Produced in the year after The Blue Lamp (1950), Pool of
London shares similar thematic and narrative interests in criminal gangs (a
jewellery heist in this case), car chases and delinquency. Although produced by
the same team (Basil Dearden and Michael Relph), this film features little of
the jovial camaraderie of P.C. Dixon and his colleagues, and feels more like
the team’s effort to make a harder-edge crime drama, perhaps even influenced by
some of the post-war American crime thrillers that were subsequently dubbed film noir. Yet despite some impressive
stylistic touches, and an unusual setting, Pool
of London is most noticeable for its attempt to blend together different
issues and narrative ideas, leading to occasionally jarring shifts in tone and
structure.
Dan MacDonald (Bonar Colleano) and Johnny Lambert (Earl
Cameron) are shipmates on the Dunbar, a boat recently docked next to London’s Tower
Bridge. Dan is the wide boy petty smuggler (nylons, cigarettes) while the more
morally upright black sailor Johnny is his best friend; Dan has a girl in port
(possibly every port), Maisie (Moira Lister), while Johnny tends to avoid the
city, sure that beyond its gleaming surface it is ‘filth, squalor, misery.’ Yet
on this trip he meets and begins a tentative relationship with Pat (Susan
Shaw). Meanwhile, Dan agrees to smuggle stolen goods from London to Amsterdam
for Vernon (Max Adrian) and Alf (Alfie Bass), and he and Johnny get caught between
a murderous criminal heist and a Scotland Yard manhunt.

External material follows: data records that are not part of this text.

use super::{stats_line, Accepts, Declared, ShaderStage, Stage};
use crate::code::{CodeGenerator, InstructionBuffer};
use crate::declaration::{
    Declaration, DeclarationBucket, DeclarationKind, Function, PushConstantBlock, Sampler,
    ShaderStorageBlock, SpecializationConstant, Structure, TexelBuffer, UniformBlock,
};
use crate::error::{Error, Result};
use crate::keys::{ExtensionBehavior, DEFAULT_GLSL_PROFILE, DEFAULT_GLSL_VERSION};
use rustc_hash::FxHasher;
use std::hash::{Hash, Hasher};
use std::path::Path;

const SOURCE: &str = "saphir::Shader";

/// Declarations every stage accepts
#[derive(Debug, Clone, Default)]
pub(crate) struct CommonDeclarations {
    pub(crate) specialization_constants: DeclarationBucket<SpecializationConstant>,
    pub(crate) structures: DeclarationBucket<Structure>,
    pub(crate) uniform_blocks: DeclarationBucket<UniformBlock>,
    pub(crate) shader_storage_blocks: DeclarationBucket<ShaderStorageBlock>,
    pub(crate) samplers: DeclarationBucket<Sampler>,
    pub(crate) texel_buffers: DeclarationBucket<TexelBuffer>,
    pub(crate) push_constant_blocks: DeclarationBucket<PushConstantBlock>,
    pub(crate) functions: DeclarationBucket<Function>,
}

impl CommonDeclarations {
    fn generate(&self, code: &mut String) {
        self.specialization_constants
            .generate(code, DeclarationKind::SpecializationConstant.label());
        self.structures.generate(code, DeclarationKind::Structure.label());
        self.uniform_blocks.generate(code, DeclarationKind::UniformBlock.label());
        self.shader_storage_blocks
            .generate(code, DeclarationKind::ShaderStorageBlock.label());
        self.samplers.generate(code, DeclarationKind::Sampler.label());
        self.texel_buffers.generate(code, DeclarationKind::TexelBuffer.label());
        self.push_constant_blocks
            .generate(code, DeclarationKind::PushConstantBlock.label());
        self.functions.generate(code, DeclarationKind::Function.label());
    }

    fn stats(&self, stats: &mut String) {
        let counts = [
            (DeclarationKind::SpecializationConstant, self.specialization_constants.len()),
            (DeclarationKind::Structure, self.structures.len()),
            (DeclarationKind::UniformBlock, self.uniform_blocks.len()),
            (DeclarationKind::ShaderStorageBlock, self.shader_storage_blocks.len()),
            (DeclarationKind::Sampler, self.samplers.len()),
            (DeclarationKind::TexelBuffer, self.texel_buffers.len()),
            (DeclarationKind::PushConstantBlock, self.push_constant_blocks.len()),
            (DeclarationKind::Function, self.functions.len()),
        ];

        for (kind, count) in counts {
            stats_line(stats, kind.label(), count);
        }
    }
}

/// GLSL shader of stage `S`
///
/// Lifecycle: declarations and instructions are added, then
/// `generate_source_code` assembles the text and caches its hash. The
/// text is only replaced by a successful generation or by an explicit
/// `set_source_code` / `load_source_code`.
#[derive(Debug, Clone)]
pub struct Shader<S: Stage> {
    name: String,
    glsl_version: String,
    glsl_profile: String,
    extension_behaviors: Vec<(String, ExtensionBehavior)>,
    pub(crate) common: CommonDeclarations,
    pub(crate) stage: S,
    instructions: InstructionBuffer,
    source_code: String,
    source_hash: u64,
}

impl<S: Stage> Shader<S> {
    /// Create an empty shader targeting GLSL 460 core
    pub fn new(name: impl Into<String>) -> Self {
        Self::with_stage(name, S::default())
    }

    /// Create a shader around an already configured stage state
    pub fn with_stage(name: impl Into<String>, stage: S) -> Self {
        Self {
            name: name.into(),
            glsl_version: DEFAULT_GLSL_VERSION.to_string(),
            glsl_profile: DEFAULT_GLSL_PROFILE.to_string(),
            extension_behaviors: Vec::new(),
            common: CommonDeclarations::default(),
            stage,
            instructions: InstructionBuffer::default(),
            source_code: String::new(),
            source_hash: 0,
        }
    }

    // ===== IDENTITY =====

    pub fn name(&self) -> &str {
        &self.name
    }

    pub fn stage(&self) -> ShaderStage {
        S::STAGE
    }

    /// Stage specific state
    pub fn stage_state(&self) -> &S {
        &self.stage
    }

    pub fn glsl_version(&self) -> &str {
        &self.glsl_version
    }

    pub fn glsl_profile(&self) -> &str {
        &self.glsl_profile
    }

    /// Change the `#version` header (e.g. "450", "core")
    pub fn set_glsl_version(&mut self, version: impl Into<String>, profile: impl Into<String>) {
        self.glsl_version = version.into();
        self.glsl_profile = profile.into();
    }

    /// Add or replace an `#extension` directive
    ///
    /// Directives keep their first insertion order.
    pub fn set_extension_behavior(
        &mut self,
        extension: impl Into<String>,
        behavior: ExtensionBehavior,
    ) {
        let extension = extension.into();
        match self.extension_behaviors.iter_mut().find(|(name, _)| *name == extension) {
            Some(entry) => entry.1 = behavior,
            None => self.extension_behaviors.push((extension, behavior)),
        }
    }

    pub fn extension_behaviors(&self) -> &[(String, ExtensionBehavior)] {
        &self.extension_behaviors
    }

    // ===== DECLARATIONS =====

    /// Add a declaration
    ///
    /// # Returns
    ///
    /// `Declared::Added`, or `Declared::AlreadyPresent` (with a warning) when
    /// a declaration with the same name exists. The first one is kept.
    ///
    /// # Errors
    ///
    /// Returns `Error::InvalidDeclaration` when the declaration is incomplete
    /// or is an unsized input on a stage that cannot size it.
    pub fn declare<D>(&mut self, declaration: D) -> Result<Declared>
    where
        D: Declaration,
        S: Accepts<D>,
    {
        self.check_declaration(&declaration)?;

        if S::bucket(self).contains(declaration.name()) {
            crate::saphir_warn!(SOURCE, "{:?} '{}' is already declared in {} '{}'",
                D::KIND, declaration.name(), S::STAGE, self.name);
            return Ok(Declared::AlreadyPresent);
        }

        let name = declaration.name().to_string();
        S::bucket_mut(self).insert(declaration);

        crate::saphir_debug!(SOURCE, "{:?} '{}' has been declared to {} '{}'",
            D::KIND, name, S::STAGE, self.name);

        Ok(Declared::Added)
    }

    /// Validity checks run by `declare`, without inserting anything
    pub(crate) fn check_declaration<D: Declaration>(&self, declaration: &D) -> Result<()> {
        if !declaration.is_valid() {
            crate::saphir_bail!(SOURCE, Error::InvalidDeclaration,
                "{:?} '{}' is invalid for {} '{}'",
                D::KIND, declaration.name(), S::STAGE, self.name);
        }

        if declaration.is_unsized_input() && !S::STAGE.accepts_unsized_inputs() {
            crate::saphir_bail!(SOURCE, Error::InvalidDeclaration,
                "{:?} '{}' cannot be an unsized array in {} '{}'",
                D::KIND, declaration.name(), S::STAGE, self.name);
        }

        Ok(())
    }

    /// Declarations of kind `D`, in insertion order
    pub fn declarations<D>(&self) -> &DeclarationBucket<D>
    where
        D: Declaration,
        S: Accepts<D>,
    {
        S::bucket(self)
    }

    /// Whether a declaration of kind `D` named `name` exists
    pub fn is_declared<D>(&self, name: &str) -> bool
    where
        D: Declaration,
        S: Accepts<D>,
    {
        S::bucket(self).contains(name)
    }

    /// Diagnostic summary of every bucket
    pub fn declaration_stats(&self) -> String {
        let mut stats = format!("Shader declarations ({} '{}') :\n", S::STAGE, self.name);
        self.common.stats(&mut stats);
        self.stage.on_declaration_stats(&mut stats);
        stats
    }

    /// Names of samplers and texel buffers
    pub fn uniforms(&self) -> Vec<&str> {
        self.common
            .samplers
            .names()
            .chain(self.common.texel_buffers.names())
            .collect()
    }

    pub fn uniform_blocks(&self) -> Vec<&str> {
        self.common.uniform_blocks.names().collect()
    }

    pub fn shader_storage_blocks(&self) -> Vec<&str> {
        self.common.shader_storage_blocks.names().collect()
    }

    // ===== GENERATION =====

    /// Assemble the complete GLSL text from the declarations and instructions
    ///
    /// # Errors
    ///
    /// Returns `Error::GenerationFailed` when the stage hook fails. The
    /// previous text and hash are kept in that case.
    pub fn generate_source_code(&mut self) -> Result<()> {
        self.generate_source_code_with(&[], &[])
    }

    /// Generation with extra lines placed before the top and output lists
    pub(crate) fn generate_source_code_with(
        &mut self,
        prepend_top: &[String],
        prepend_output: &[String],
    ) -> Result<()> {
        let mut code = String::new();

        self.generate_headers(&mut code);
        self.common.generate(&mut code);
        self.stage.on_source_code_generation(&self.name, &mut code)?;

        code.push_str("void main ()\n{\n");
        code.push_str(&self.instructions.assemble(prepend_top, prepend_output));
        code.push_str("}\n");

        self.stage.on_generated();
        self.set_source_code(code);

        crate::saphir_debug!(SOURCE, "{} '{}' generated ({} bytes, hash {:#018x})",
            S::STAGE, self.name, self.source_code.len(), self.source_hash);

        Ok(())
    }

    fn generate_headers(&self, code: &mut String) {
        code.push_str(&format!("#version {} {}\n", self.glsl_version, self.glsl_profile));
        for (extension, behavior) in &self.extension_behaviors {
            code.push_str(&format!("#extension {} : {}\n", extension, behavior.to_str()));
        }
        code.push('\n');
        code.push_str(&format!("/* {} : {} */\n\n", S::STAGE, self.name));
    }

    // ===== SOURCE CODE =====

    pub fn is_generated(&self) -> bool {
        !self.source_code.is_empty()
    }

    pub fn source_code(&self) -> &str {
        &self.source_code
    }

    /// Content hash of the current text (0 when there is none)
    pub fn hash(&self) -> u64 {
        self.source_hash
    }

    /// Replace the text and recompute its hash
    pub fn set_source_code(&mut self, source_code: impl Into<String>) {
        self.source_code = source_code.into();
        self.source_hash = compute_hash(&self.source_code);
    }

    /// Forget the text and the instructions, back to the not generated state
    ///
    /// Declarations are kept. Declaring them again in the next pass reports
    /// `Declared::AlreadyPresent`.
    pub fn reset_source(&mut self) {
        self.source_code.clear();
        self.source_hash = 0;
        self.instructions.clear();
    }

    /// Read precomputed text from a file
    ///
    /// # Errors
    ///
    /// Returns `Error::Io` if the file cannot be read. The current text is kept.
    pub fn load_source_code(&mut self, path: impl AsRef<Path>) -> Result<()> {
        let path = path.as_ref();
        let source_code = std::fs::read_to_string(path).map_err(|error| {
            crate::saphir_err!(SOURCE, Error::Io, "Unable to read '{}' : {}", path.display(), error)
        })?;

        self.set_source_code(source_code);

        crate::saphir_debug!(SOURCE, "{} '{}' loaded from '{}'",
            S::STAGE, self.name, path.display());

        Ok(())
    }

    /// Write the current text to a file
    ///
    /// # Errors
    ///
    /// Returns `Error::Io` if the file cannot be written.
    pub fn write_source_code(&self, path: impl AsRef<Path>) -> Result<()> {
        let path = path.as_ref();
        std::fs::write(path, &self.source_code).map_err(|error| {
            crate::saphir_err!(SOURCE, Error::Io,
                "Unable to write '{}' : {}", path.display(), error)
        })
    }
}

impl<S: Stage> CodeGenerator for Shader<S> {
    fn instructions(&self) -> &InstructionBuffer {
        &self.instructions
    }

    fn instructions_mut(&mut self) -> &mut InstructionBuffer {
        &mut self.instructions
    }
}

/// Stage independent view of a shader
///
/// Lets shaders of different stages be listed together (see
/// `Program::shaders`).
pub trait ShaderSource {
    fn stage(&self) -> ShaderStage;

    fn name(&self) -> &str;

    fn source_code(&self) -> &str;

    fn hash(&self) -> u64;

    fn is_generated(&self) -> bool {
        !self.source_code().is_empty()
    }
}

impl<S: Stage> ShaderSource for Shader<S> {
    fn stage(&self) -> ShaderStage {
        S::STAGE
    }

    fn name(&self) -> &str {
        &self.name
    }

    fn source_code(&self) -> &str {
        &self.source_code
    }

    fn hash(&self) -> u64 {
        self.source_hash
    }
}

/// FxHash of a shader text
pub(crate) fn compute_hash(source_code: &str) -> u64 {
    let mut hasher = FxHasher::default();
    source_code.hash(&mut hasher);
    hasher.finish()
}

#[cfg(test)]
#[path = "shader_tests.rs"]
mod tests;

While that description doesn’t encapsulate the full range
of tangential elements within the film, it already begins to point up the dense
nature of what the film is attempting to combine. First, there is documentary
footage of the London docks (according to Barr, the film arose out of a
documentary project) butted up against several sequences of stylised
chiaroscuro lighting; there is the dramatic material of the heist and murder
next to the comic presence of Dunbar’s chief engineer (James Robertson
Justice), who alternately drinks, sleeps, reads poetry, and yells at the crew;
there is the sexual attitudes of the shipmates to their women compared to
Johnny’s burgeoning relationship with Pat (largely developed by her); and there
is the film’s attempt to comment on race relations through different characters
assumptions and attitudes towards Johnny. Throw in Vernon’s acrobatic criminal,
cat fights between Maisie and her sister Pamela (Joan Dowling), Dan sleeping
with shipmate Harry’s girl Sally (Renee Asherson), and a series of fast-paced
car chases, and the film is constantly on the verge of tipping over into
incoherence.
There are points where it loses that sense of balance,
and it is unclear what direction the film wants to head in: this is most clear
in the desire to pursue the heist and Johnny and Pat’s day out in London at the
same time. There is little direct relationship between the two storylines (the
main element is that, while on St. Paul’s roof, Pat spots Vernon on the roof of
a building nearby), but the film intercuts between them, as though trying to
suggest some thematic connection that simply doesn’t arise. Even the music in
these sequences is different: stronger, dramatic work over the heist and
murder; lighter, romantic for Pat and Johnny. Both sequences work in their own
right – Earl Cameron’s performance as Johnny is strong, presenting a man who
has no real home and whose skin colour means most people will not accept him
(rejecting Pat’s notion that it doesn’t matter how or where people are born,
but equally thoughtful as to what colour God is); and the heist is expertly cut
together (there is a great visual trick with an unclaimed bottle of milk that
pays off through the scene) – but this is the point where the film most
obviously feels most like two different stories that happen to share the same
space.
Yet while that portmanteau quality works in Dead of Night (1945) or Train of Events (1949), here there is a
sense that everything has to be connected – the diamonds from the heist are in
the package Johnny agrees to take on the ship for Dan – but those links are
never consistent beyond the level of narrative requirement. Equally, the race
issues the film obviously wants to engage with – which form a solid bond with Dearden’s
later film Sapphire (1957) – don’t
lead anywhere, and tell us very little about the characters who indulge in such
casual racism (such as Maisie, theatre guard, the police), or Johnny himself,
the victim of it. Cameron and Colleano are called upon to do most of the
dramatic heavy lifting throughout, and it is a shame to see Moira Lister (who
was impressive in 1948s Another Shore)
reduced to a shrill and mannered performance as working class Maisie.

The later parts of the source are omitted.